Tin Star starring Tim Roth is brimming with dark secrets
With the capable and eminently watchable talent of Tim Roth in the lead role of this crime/spy drama, you’d really expect it to have better ratings. That, and the fact that it is rather excellent; and since the first season aired in 2017, and the second in 2019, it’s virtually vintage by today’s standards.
Nevertheless, Season 2 is on DStv Now, via BBC Prime, with new episodes every Tuesday. There are nine this time, as opposed to six in Season 1. The crime drama is a British/Canadian series, and sees former London Metropolitan Police Service detective Jim Worth (Roth) taking up the position of chief of police of a Canadian town, Little Big Bear, in the Rocky Mountains.
Jim is a bit of a hooligan, as far as cops go – especially the chief kind. He has violent tendencies, tends to drink a bit too much, and has blurry vision when it comes to the law. (These are understatements, in case you were wondering.) There’s a past he’s running from in them-there mountains, and it’s catching up with him.
In Season 1 (trailer above), the scene is set with the murder of Jim’s little boy, with a bullet meant for Jim. Everyone – Jim, his wife Angela (Genevieve O’Reilly) and teen daughter Anna (Abigail Lawrie) – goes a bit off the rails, understandably.
Hold that up against a town pretty much surviving by the grace of a big oil company, with local head of public relations, Elizabeth Bradshaw (Mad Men’s Christina Hendricks), wavering between ethics and criminality against a backdrop of rough oil workers and bikers, and you have most of the Season 1 plot.

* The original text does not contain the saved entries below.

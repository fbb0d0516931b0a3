//! Segmentation of contract text into ordered chunk texts
//!
//! Three strategies are tried in order and the first one that qualifies wins:
//!
//! 1. **Structural**: split before `<n>. <UPPERCASE TITLE>` lines when there are more than
//!    three sections, then split oversized sections on sentences and merge undersized ones
//!    forward.
//! 2. **Paragraph**: split on blank lines and pack paragraphs up to the size limit when there
//!    are more than two paragraphs.
//! 3. **Fixed size**: consecutive windows of exactly `max_size` characters.
//!
//! All work is done on byte ranges of the source text, so chunks only ever lose whitespace
//! at their own boundaries.

use crate::config::ParserConfig;
use once_cell::sync::Lazy;
use regex::Regex;
use serde::{Deserialize, Serialize};
use std::fmt;
use std::ops::Range;
use tracing::{debug, info};

static SECTION_HEADING: Lazy<Regex> = Lazy::new(|| {
    Regex::new(r"(?m)^[ \t]*\d+\.[ \t]+[A-Z][A-Z0-9 \t&,;:'()/.\-]*\r?$")
        .expect("Invalid section heading pattern")
});

static SENTENCE_END: Lazy<Regex> =
    Lazy::new(|| Regex::new(r"[.!?]+(?:\s+|$)").expect("Invalid sentence pattern"));

static PARAGRAPH_BREAKS: Lazy<Vec<Regex>> = Lazy::new(|| {
    [r"\n(?:[ \t]*\n)+", r"\r\n(?:[ \t]*\r\n)+", r"\r(?:[ \t]*\r)+"]
        .iter()
        .map(|p| Regex::new(p).expect("Invalid paragraph break pattern"))
        .collect()
});

/// Strategy that produced a segmentation
#[derive(Debug, Clone, Copy, PartialEq, Eq, Serialize, Deserialize)]
#[serde(rename_all = "snake_case")]
pub enum SplitStrategy {
    /// Blank input or input shorter than the minimum chunk size, returned whole
    Single,
    /// Numbered uppercase section headings
    Structural,
    /// Blank-line separated paragraphs
    Paragraph,
    /// Fixed-size character windows
    FixedSize,
}

impl SplitStrategy {
    /// Get the strategy name as a string
    pub fn as_str(&self) -> &'static str {
        match self {
            SplitStrategy::Single => "single",
            SplitStrategy::Structural => "structural",
            SplitStrategy::Paragraph => "paragraph",
            SplitStrategy::FixedSize => "fixed_size",
        }
    }
}

impl fmt::Display for SplitStrategy {
    fn fmt(&self, f: &mut fmt::Formatter<'_>) -> fmt::Result {
        f.write_str(self.as_str())
    }
}

/// Chunk texts together with the strategy that produced them
#[derive(Debug, Clone, PartialEq, Eq)]
pub struct Segmentation {
    /// Strategy that won the cascade
    pub strategy: SplitStrategy,
    /// Chunk texts in source order
    pub chunks: Vec<String>,
}

/// Splits full document text into ordered chunk texts
#[derive(Debug, Clone)]
pub struct SegmentationEngine {
    max_size: usize,
    min_size: usize,
}

impl SegmentationEngine {
    /// Create a new engine with explicit size bounds (characters)
    pub fn new(max_size: usize, min_size: usize) -> Self {
        Self {
            max_size: max_size.max(1),
            min_size,
        }
    }

    /// Create an engine from parser configuration
    pub fn from_config(config: &ParserConfig) -> Self {
        Self::new(config.max_chunk_size, config.min_chunk_size)
    }

    /// Segment text into chunk texts
    pub fn segment(&self, text: &str) -> Vec<String> {
        self.segment_with_strategy(text).chunks
    }

    /// Segment text and report which strategy was used
    pub fn segment_with_strategy(&self, text: &str) -> Segmentation {
        if text.trim().is_empty() || text.chars().count() < self.min_size {
            return Segmentation {
                strategy: SplitStrategy::Single,
                chunks: vec![text.trim().to_string()],
            };
        }

        let (strategy, ranges) = if let Some(ranges) = self.split_structural(text) {
            (SplitStrategy::Structural, ranges)
        } else if let Some(ranges) = self.split_paragraphs(text) {
            (SplitStrategy::Paragraph, ranges)
        } else {
            (SplitStrategy::FixedSize, self.split_fixed(text))
        };

        let chunks: Vec<String> = ranges.into_iter().map(|r| text[r].to_string()).collect();

        info!(
            "Segmented {} chars into {} chunks using {} strategy",
            text.len(),
            chunks.len(),
            strategy
        );

        Segmentation { strategy, chunks }
    }

    /// Structural split on numbered headings; `None` when there are three sections or fewer
    fn split_structural(&self, text: &str) -> Option<Vec<Range<usize>>> {
        let sections = structural_sections(text);
        debug!("Structural split found {} sections", sections.len());
        if sections.len() <= 3 {
            return None;
        }

        let mut chunks = Vec::new();
        let mut pending: Option<Range<usize>> = None;

        for section in sections {
            let current = match pending.take() {
                Some(buffer) => buffer.start..section.end,
                None => section,
            };

            let size = char_len(text, &current);
            if size < self.min_size {
                pending = Some(current);
            } else if size > self.max_size {
                chunks.extend(self.split_sentences(text, current));
            } else {
                chunks.push(current);
            }
        }

        // Undersized tail joins the previous chunk
        if let Some(rest) = pending {
            match chunks.last_mut() {
                Some(last) => last.end = rest.end,
                None => chunks.push(rest),
            }
        }

        Some(chunks)
    }

    /// Split one oversized range on sentence boundaries, packing sentences up to `max_size`
    fn split_sentences(&self, text: &str, range: Range<usize>) -> Vec<Range<usize>> {
        let slice = &text[range.clone()];
        let mut sentences = Vec::new();
        let mut start = 0;
        for m in SENTENCE_END.find_iter(slice) {
            sentences.push(range.start + start..range.start + m.end());
            start = m.end();
        }
        if start < slice.len() {
            sentences.push(range.start + start..range.end);
        }

        let packed = self.pack(text, sentences);
        packed
            .into_iter()
            .filter_map(|r| trim_range(text, r))
            .collect()
    }

    /// Paragraph split; `None` when there are two paragraphs or fewer
    fn split_paragraphs(&self, text: &str) -> Option<Vec<Range<usize>>> {
        let paragraphs = PARAGRAPH_BREAKS
            .iter()
            .map(|separator| split_on(text, separator))
            .fold(Vec::new(), |best, candidate| {
                if candidate.len() > best.len() {
                    candidate
                } else {
                    best
                }
            });

        debug!("Paragraph split found {} paragraphs", paragraphs.len());
        if paragraphs.len() <= 2 {
            return None;
        }

        Some(self.pack(text, paragraphs))
    }

    /// Accumulate consecutive ranges, flushing whenever the next one would exceed `max_size`
    ///
    /// A single range larger than `max_size` is emitted on its own, unsplit.
    fn pack(&self, text: &str, pieces: Vec<Range<usize>>) -> Vec<Range<usize>> {
        let mut chunks = Vec::new();
        let mut current: Option<Range<usize>> = None;

        for piece in pieces {
            current = match current {
                None => Some(piece),
                Some(buffer) => {
                    let merged = buffer.start..piece.end;
                    if char_len(text, &merged) > self.max_size {
                        chunks.push(buffer);
                        Some(piece)
                    } else {
                        Some(merged)
                    }
                }
            };
        }

        if let Some(buffer) = current {
            chunks.push(buffer);
        }

        chunks
    }

    /// Consecutive windows of exactly `max_size` characters
    fn split_fixed(&self, text: &str) -> Vec<Range<usize>> {
        let mut windows = Vec::new();
        let mut start = 0;
        let mut count = 0;

        for (idx, _) in text.char_indices() {
            if count == self.max_size {
                windows.push(start..idx);
                start = idx;
                count = 0;
            }
            count += 1;
        }

        if start < text.len() {
            windows.push(start..text.len());
        }

        windows
    }
}

impl Default for SegmentationEngine {
    fn default() -> Self {
        Self::from_config(&ParserConfig::default())
    }
}

/// Sections starting at each numbered heading, plus any preamble before the first one
fn structural_sections(text: &str) -> Vec<Range<usize>> {
    let mut bounds: Vec<usize> = SECTION_HEADING.find_iter(text).map(|m| m.start()).collect();
    if bounds.first() != Some(&0) {
        bounds.insert(0, 0);
    }
    bounds.push(text.len());

    bounds
        .windows(2)
        .filter_map(|w| trim_range(text, w[0]..w[1]))
        .collect()
}

/// Non-blank pieces between separator matches, trimmed
fn split_on(text: &str, separator: &Regex) -> Vec<Range<usize>> {
    let mut pieces = Vec::new();
    let mut start = 0;
    for m in separator.find_iter(text) {
        pieces.push(start..m.start());
        start = m.end();
    }
    pieces.push(start..text.len());

    pieces
        .into_iter()
        .filter_map(|r| trim_range(text, r))
        .collect()
}

/// Shrink a range to exclude surrounding whitespace; `None` if nothing remains
fn trim_range(text: &str, range: Range<usize>) -> Option<Range<usize>> {
    let slice = &text[range.clone()];
    let leading = slice.len() - slice.trim_start().len();
    let trimmed_len = slice.trim().len();
    if trimmed_len == 0 {
        return None;
    }
    let start = range.start + leading;
    Some(start..start + trimmed_len)
}

fn char_len(text: &str, range: &Range<usize>) -> usize {
    text[range.clone()].chars().count()
}


#[cfg(test)]
mod proptests {
    use super::*;
    use proptest::prelude::*;

    fn contract_text() -> impl Strategy<Value = String> {
        let piece = prop_oneof![
            "[A-Z][a-z]{2,8}( [a-z]{1,8}){0,40}[.!?]",
            (1u32..30, "[A-Z]{3,12}( [A-Z]{2,8}){0,2}").prop_map(|(n, t)| format!("{}. {}", n, t)),
            "[a-z ]{0,300}",
        ];
        let separator = prop_oneof![Just("\n"), Just("\n\n"), Just(" "), Just("\r\n\r\n"), Just("\n \n")];

        prop::collection::vec((piece, separator), 0..24).prop_map(|parts| {
            parts
                .into_iter()
                .map(|(piece, separator)| format!("{}{}", piece, separator))
                .collect()
        })
    }

    /// Every chunk appears in order, separated only by whitespace
    fn assert_no_loss(text: &str, chunks: &[String]) -> Result<(), TestCaseError> {
        let mut cursor = 0;
        for chunk in chunks {
            let pos = text[cursor..].find(chunk.as_str());
            prop_assert!(pos.is_some(), "chunk not found in order: {:?}", chunk);
            let pos = pos.unwrap_or_default();
            prop_assert!(text[cursor..cursor + pos].chars().all(char::is_whitespace));
            cursor += pos + chunk.len();
        }
        prop_assert!(text[cursor..].chars().all(char::is_whitespace));
        Ok(())
    }

    proptest! {
        /// Property: segmentation neither drops nor duplicates text
        #[test]
        fn test_segmentation_is_lossless(text in contract_text(), max in 40usize..800, min in 0usize..40) {
            let engine = SegmentationEngine::new(max, min);
            let chunks = engine.segment(&text);
            prop_assert!(!chunks.is_empty());
            assert_no_loss(&text, &chunks)?;
        }

        /// Property: arbitrary unicode input is handled without panics or loss
        #[test]
        fn test_segmentation_handles_any_string(text in any::<String>(), max in 1usize..64) {
            let engine = SegmentationEngine::new(max, 0);
            let chunks = engine.segment(&text);
            assert_no_loss(&text, &chunks)?;
        }

        /// Property: input shorter than the minimum is exactly one chunk
        #[test]
        fn test_short_input_is_single_chunk(text in "[a-zA-Z .\n]{0,99}") {
            let result = SegmentationEngine::default().segment_with_strategy(&text);
            prop_assert_eq!(result.strategy, SplitStrategy::Single);
            prop_assert_eq!(result.chunks.len(), 1);
        }

        /// Property: fixed windows never exceed the maximum size
        #[test]
        fn test_fixed_windows_bounded(words in prop::collection::vec("[a-z]{1,10}", 0..200), max in 10usize..300) {
            let text = words.join(" ");
            let result = SegmentationEngine::new(max, 1).segment_with_strategy(&text);
            if result.strategy == SplitStrategy::FixedSize {
                prop_assert!(result.chunks.iter().all(|c| c.chars().count() <= max));
            }
        }
    }
}
//! Trait definitions for external interactions
//!
//! These traits define the boundaries between the parsing pipeline and infrastructure.
//! Implementations live in other crates.

/// Sampling options passed to a generative text provider
#[derive(Debug, Clone, Copy, PartialEq)]
pub struct GenerationOptions {
    /// Sampling temperature (0.0 is as deterministic as the provider allows)
    pub temperature: f32,

    /// Upper bound on generated tokens
    pub max_tokens: u32,
}

impl Default for GenerationOptions {
    fn default() -> Self {
        Self {
            temperature: 0.1,
            max_tokens: 1024,
        }
    }
}

/// Trait for generative text providers
///
/// Implemented by the infrastructure layer (pactum-llm)
pub trait LlmProvider {
    /// Error type for LLM operations
    type Error;

    /// Generate a completion for the prompt
    fn generate(&self, prompt: &str, options: &GenerationOptions) -> Result<String, Self::Error>;

    /// Name of the model behind this provider
    fn model_name(&self) -> &str;
}

/// Raw document bytes as stored upstream
#[derive(Debug, Clone, PartialEq, Eq)]
pub struct Document {
    /// File contents
    pub bytes: Vec<u8>,

    /// MIME type, e.g. `text/plain` or `application/pdf`
    pub content_type: String,
}

/// Trait for fetching document bytes
///
/// Implemented by the infrastructure layer (pactum-parser ships file-system and in-memory sources)
pub trait DocumentSource {
    /// Error type for source operations
    type Error;

    /// Fetch a document; `Ok(None)` means the document does not exist
    fn get_document(&self, document_id: &str) -> Result<Option<Document>, Self::Error>;
}

/// Trait for decoding document bytes into plain text
pub trait TextExtractor {
    /// Error type for extraction operations
    type Error;

    /// Whether this extractor can decode the given content type
    fn supports(&self, content_type: &str) -> bool;

    /// Decode a document into text
    fn extract_text(&self, document: &Document) -> Result<String, Self::Error>;
}
//! Structural classification of chunk texts
//!
//! Each chunk is classified on its own. With a provider configured the first
//! `classification_prefix_chars` characters go to the LLM and the reply is decoded into a
//! [`StructuralType`]. A missing provider, an error, a timeout or an unrecognised reply all
//! resolve to the configured fallback: `Other`, or the keyword heuristic in
//! [`heuristic_type`].

use crate::ai::{call_llm, truncate_for_log, SharedProvider};
use crate::config::{ClassifierFallback, ParserConfig};
use crate::prompt::ClassificationPrompt;
use crate::response::decode_label;
use once_cell::sync::Lazy;
use pactum_domain::StructuralType;
use regex::Regex;
use std::sync::Arc;
use tokio::sync::{OwnedSemaphorePermit, Semaphore};
use tracing::{debug, warn};

static SIGNATURE_CUES: Lazy<Regex> = Lazy::new(|| {
    Regex::new(r"(?im)\bin\s+witness\s+whereof\b|^[ \t]*(?:by|signature|signed)[ \t]*:|\backnowledged\s+and\s+(?:agreed|accepted)\b|_{4,}")
        .expect("Invalid signature cue pattern")
});

static HEADER_LINE: Lazy<Regex> = Lazy::new(|| {
    Regex::new(r"^(?:[A-Z0-9][A-Z0-9 &,.'\-]*\b(?:AGREEMENT|CONTRACT)\b.*|(?:EMPLOYER|EMPLOYEE|CLIENT|DEVELOPER|SERVICE PROVIDER|PROVIDER|CONTRACTOR|VENDOR|CONSULTANT|LICENSOR|LICENSEE)[ \t]*:.*|\d+\.[ \t]+[A-Z][A-Z0-9 &,;:'()/.\-]*)$")
        .expect("Invalid header cue pattern")
});

static TERM_CUES: Lazy<Regex> = Lazy::new(|| {
    Regex::new(r"(?i)\b(?:shall\s+mean|means|is\s+defined\s+as|defined\s+as)\b")
        .expect("Invalid term cue pattern")
});

static CONDITION_CUES: Lazy<Regex> = Lazy::new(|| {
    Regex::new(r"(?i)\b(?:if|unless|provided\s+that|in\s+the\s+event|either\s+party\s+may)\b")
        .expect("Invalid condition cue pattern")
});

static CLAUSE_CUES: Lazy<Regex> = Lazy::new(|| {
    Regex::new(r"(?i)\b(?:shall|will|agrees?\s+to|must)\b").expect("Invalid clause cue pattern")
});

/// Headings followed by at most this many words still count as a header chunk
const HEADER_BODY_WORDS: usize = 25;

/// Assigns one [`StructuralType`] to each chunk text
#[derive(Clone)]
pub struct ChunkClassifier {
    llm: Option<SharedProvider>,
    config: ParserConfig,
}

impl ChunkClassifier {
    /// Create a classifier; `None` disables the AI path
    ///
    /// A concurrency of zero is raised to one.
    pub fn new(llm: Option<SharedProvider>, mut config: ParserConfig) -> Self {
        config.classification_concurrency = config.classification_concurrency.max(1);
        Self { llm, config }
    }

    /// Whether the AI path is configured
    pub fn is_ai_available(&self) -> bool {
        self.llm.is_some()
    }

    /// Classify one chunk, never failing
    pub async fn classify(&self, chunk: &str) -> StructuralType {
        self.classify_with_permit(chunk, None).await
    }

    async fn classify_with_permit(
        &self,
        chunk: &str,
        permit: Option<OwnedSemaphorePermit>,
    ) -> StructuralType {
        let Some(llm) = &self.llm else {
            return self.fallback(chunk);
        };

        let prompt = ClassificationPrompt::new(chunk)
            .with_prefix_chars(self.config.classification_prefix_chars)
            .build();

        match call_llm(
            llm,
            prompt,
            self.config.classification_options(),
            self.config.ai_timeout(),
            permit,
        )
        .await
        {
            Ok(reply) => match decode_label(&reply) {
                Some(chunk_type) => chunk_type,
                None => {
                    warn!("Unrecognised classification reply: {:?}", truncate_for_log(&reply));
                    self.fallback(chunk)
                }
            },
            Err(e) => {
                warn!("Chunk classification failed: {}", e);
                self.fallback(chunk)
            }
        }
    }

    /// Classify every chunk, returning types in chunk order
    ///
    /// At most `classification_concurrency` provider calls are in flight, counting calls that
    /// already timed out but have not returned. A failed task only affects its own chunk.
    pub async fn classify_all(&self, chunks: &[String]) -> Vec<StructuralType> {
        if self.llm.is_none() {
            debug!("No LLM provider configured, using {:?} fallback for {} chunks", self.config.classifier_fallback, chunks.len());
            return chunks.iter().map(|chunk| self.fallback(chunk)).collect();
        }

        let permits = Arc::new(Semaphore::new(self.config.classification_concurrency));
        let handles: Vec<_> = chunks
            .iter()
            .map(|chunk| {
                let classifier = self.clone();
                let permits = Arc::clone(&permits);
                let chunk = chunk.clone();
                tokio::spawn(async move {
                    let permit = permits.acquire_owned().await.ok();
                    classifier.classify_with_permit(&chunk, permit).await
                })
            })
            .collect();

        let mut types = Vec::with_capacity(chunks.len());
        for (handle, chunk) in handles.into_iter().zip(chunks) {
            match handle.await {
                Ok(chunk_type) => types.push(chunk_type),
                Err(e) => {
                    warn!("Classification task failed: {}", e);
                    types.push(self.fallback(chunk));
                }
            }
        }

        debug!("Classified {} chunks", types.len());
        types
    }

    fn fallback(&self, chunk: &str) -> StructuralType {
        match self.config.classifier_fallback {
            ClassifierFallback::Other => StructuralType::Other,
            ClassifierFallback::Heuristic => heuristic_type(chunk),
        }
    }
}

/// Keyword-based structural type, used when no AI answer is available and the heuristic
/// fallback is enabled
pub fn heuristic_type(chunk: &str) -> StructuralType {
    let text = chunk.trim();
    if text.is_empty() {
        return StructuralType::Other;
    }

    if SIGNATURE_CUES.is_match(text) {
        return StructuralType::Signature;
    }

    let mut lines = text.lines();
    let first = lines.next().unwrap_or_default().trim();
    let body_words: usize = lines.map(|line| line.split_whitespace().count()).sum();
    if HEADER_LINE.is_match(first) && body_words <= HEADER_BODY_WORDS {
        return StructuralType::Header;
    }

    if TERM_CUES.is_match(text) {
        StructuralType::Term
    } else if CONDITION_CUES.is_match(text) {
        StructuralType::Condition
    } else if CLAUSE_CUES.is_match(text) {
        StructuralType::Clause
    } else {
        StructuralType::Other
    }
}
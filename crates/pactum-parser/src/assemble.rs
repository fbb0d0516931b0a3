//! Assembly of final chunk records from segmentation output and classifications

use chrono::Utc;
use once_cell::sync::Lazy;
use pactum_domain::{Chunk, ChunkId, SectionInfo, StructuralType};
use regex::Regex;
use serde_json::{Map, Value};
use tracing::{debug, warn};

static LEADING_HEADING: Lazy<Regex> = Lazy::new(|| {
    Regex::new(r"^[ \t]*(\d+)\.[ \t]+([A-Z][A-Z0-9 \t&,;:'()/.\-]*?)[ \t]*(?:\r?\n|$)")
        .expect("Invalid leading heading pattern")
});

const PREVIEW_CHARS: usize = 50;

/// Tag recorded as `processingMethod` on every chunk
pub const DEFAULT_PROCESSING_METHOD: &str = "semantic-chunking";

/// Builds [`Chunk`] records with offsets and derived annotations
#[derive(Debug, Clone)]
pub struct ChunkAssembler {
    processing_method: String,
}

impl ChunkAssembler {
    /// Create an assembler that stamps `processing_method` on every chunk
    pub fn new(processing_method: impl Into<String>) -> Self {
        Self {
            processing_method: processing_method.into(),
        }
    }

    /// Combine chunk texts with their classifications
    ///
    /// Offsets are counted in characters from 0, each chunk starting where the previous one
    /// ended. A chunk without a classification is typed `Other`. All chunks of one call share
    /// the same `createdAt` timestamp.
    pub fn assemble(
        &self,
        chunk_texts: &[String],
        classifications: &[StructuralType],
        document_id: &str,
    ) -> Vec<Chunk> {
        if chunk_texts.len() != classifications.len() {
            warn!(
                "Got {} classifications for {} chunks",
                classifications.len(),
                chunk_texts.len()
            );
        }

        let created_at = Utc::now().to_rfc3339();
        let mut cursor = 0;

        let chunks: Vec<Chunk> = chunk_texts
            .iter()
            .enumerate()
            .map(|(index, content)| {
                let chunk_type = classifications
                    .get(index)
                    .copied()
                    .unwrap_or(StructuralType::Other);
                let char_count = content.chars().count();
                let start_offset = cursor;
                cursor += char_count;

                Chunk {
                    id: ChunkId::new(),
                    document_id: document_id.to_string(),
                    content: content.clone(),
                    index,
                    start_offset,
                    end_offset: cursor,
                    chunk_type,
                    metadata: self.annotations(content, chunk_type, char_count, &created_at),
                }
            })
            .collect();

        debug!("Assembled {} chunks for document {}", chunks.len(), document_id);
        chunks
    }

    fn annotations(
        &self,
        content: &str,
        chunk_type: StructuralType,
        char_count: usize,
        created_at: &str,
    ) -> Map<String, Value> {
        let mut metadata = Map::new();
        metadata.insert("chunkType".into(), Value::from(chunk_type.as_str()));
        metadata.insert("charCount".into(), Value::from(char_count));
        metadata.insert("createdAt".into(), Value::from(created_at));
        metadata.insert(
            "processingMethod".into(),
            Value::from(self.processing_method.as_str()),
        );
        metadata.insert(
            "wordCount".into(),
            Value::from(content.split_whitespace().count()),
        );
        metadata.insert("preview".into(), Value::from(preview(content)));

        match parse_section_heading(content) {
            Some(section) => {
                metadata.insert("hasSectionNumber".into(), Value::Bool(true));
                metadata.insert("sectionNumber".into(), Value::from(section.number));
                metadata.insert("sectionTitle".into(), Value::from(section.title));
            }
            None => {
                metadata.insert("hasSectionNumber".into(), Value::Bool(false));
            }
        }

        metadata
    }
}

impl Default for ChunkAssembler {
    fn default() -> Self {
        Self::new(DEFAULT_PROCESSING_METHOD)
    }
}

/// Read a `<n>. <UPPERCASE TITLE>` heading at the very start of a chunk
///
/// # Examples
///
/// ```
/// use pactum_parser::parse_section_heading;
///
/// let section = parse_section_heading("4. BONUS AND EQUITY\nStock Options: 5,000 shares").unwrap();
/// assert_eq!(section.number, 4);
/// assert_eq!(section.title, "BONUS AND EQUITY");
/// assert!(parse_section_heading("Stock Options: 5,000 shares").is_none());
/// ```
pub fn parse_section_heading(text: &str) -> Option<SectionInfo> {
    let caps = LEADING_HEADING.captures(text)?;
    let number = caps.get(1)?.as_str().parse().ok()?;
    let title = caps.get(2)?.as_str().trim().to_string();
    Some(SectionInfo { number, title })
}

/// One-line preview, cut at 50 characters with a trailing ellipsis
fn preview(content: &str) -> String {
    let single_line = content.replace("\r\n", " ").replace(['\n', '\r'], " ");
    match single_line.char_indices().nth(PREVIEW_CHARS) {
        Some((idx, _)) => format!("{}...", &single_line[..idx]),
        None => single_line,
    }
}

The shocker, however, is that Whitey (Oliver Coopersmith), who has ties to Jim’s past, is the one who pulled the trigger – something that Anna doesn’t know when she falls for him.
To make things more fun, Jim has an alter-ego who comes out to play when he’s had enough whisky: Jack Devlin, who is even worse than Jim.
Tracking Board’s review of the first three episodes of Season 2 (where we are right now in South Africa) explains the second season picks up right where the last season left off, “and that’s too bad.” A jump in time or space could have done this series wonders, it continues, “but instead the action picks up right back where it ended, with Anna shooting her father, Jim Worth, after witnessing him kill her boyfriend Whitey, who also just happened to kill her baby brother after taking the long journey from Britain to Canada to kill Jim over abandoning him and his mother after Jim’s undercover operation went sideways years before.”
Okay, so we’re all caught up.
“Tim Roth returns as rogue police chief Jim Worth in a crazed ballet of blood, fire and ice.” – Financial Times
At first it appears as if Jim will die, but where would we go from there? It also looks like Anna is going to take her own life, and the reaction is the same. Why on earth would the writers kill off two main characters in the first five minutes? The answer, of course, is they don’t. We TV viewers are wise to these tricks.
The whole oil company angle seems to have been swatted off the table, the way a cat would toss your remote control. Elizabeth and Angela form a bond of sorts, while Anna is saved by a young Ammonite (similar to Amish) girl, whose family takes her in.
Jim survives being shot in the leg and left for dead, and he’s on a quest to get his daughter back – whatever it takes. Apparently this religious community has a few dark secrets of its own, which will be revealed later in the season.
To make things more fun, Jim has an alter-ego who comes out to play when he’s had enough whisky: Jack Devlin, who is even worse than Jim.
Which could explain why Financial Times review is headlined “ludicrous, incoherent, excellent fun – Tim Roth returns as rogue police chief Jim Worth in a crazed ballet of blood, fire and ice”.
The third and final season was filmed in July 2019, slated for a 2020 release. It will have six episodes, and relocates to Liverpool. We can’t wait.
In the meantime, Season 2 is now streaming on DStv Now.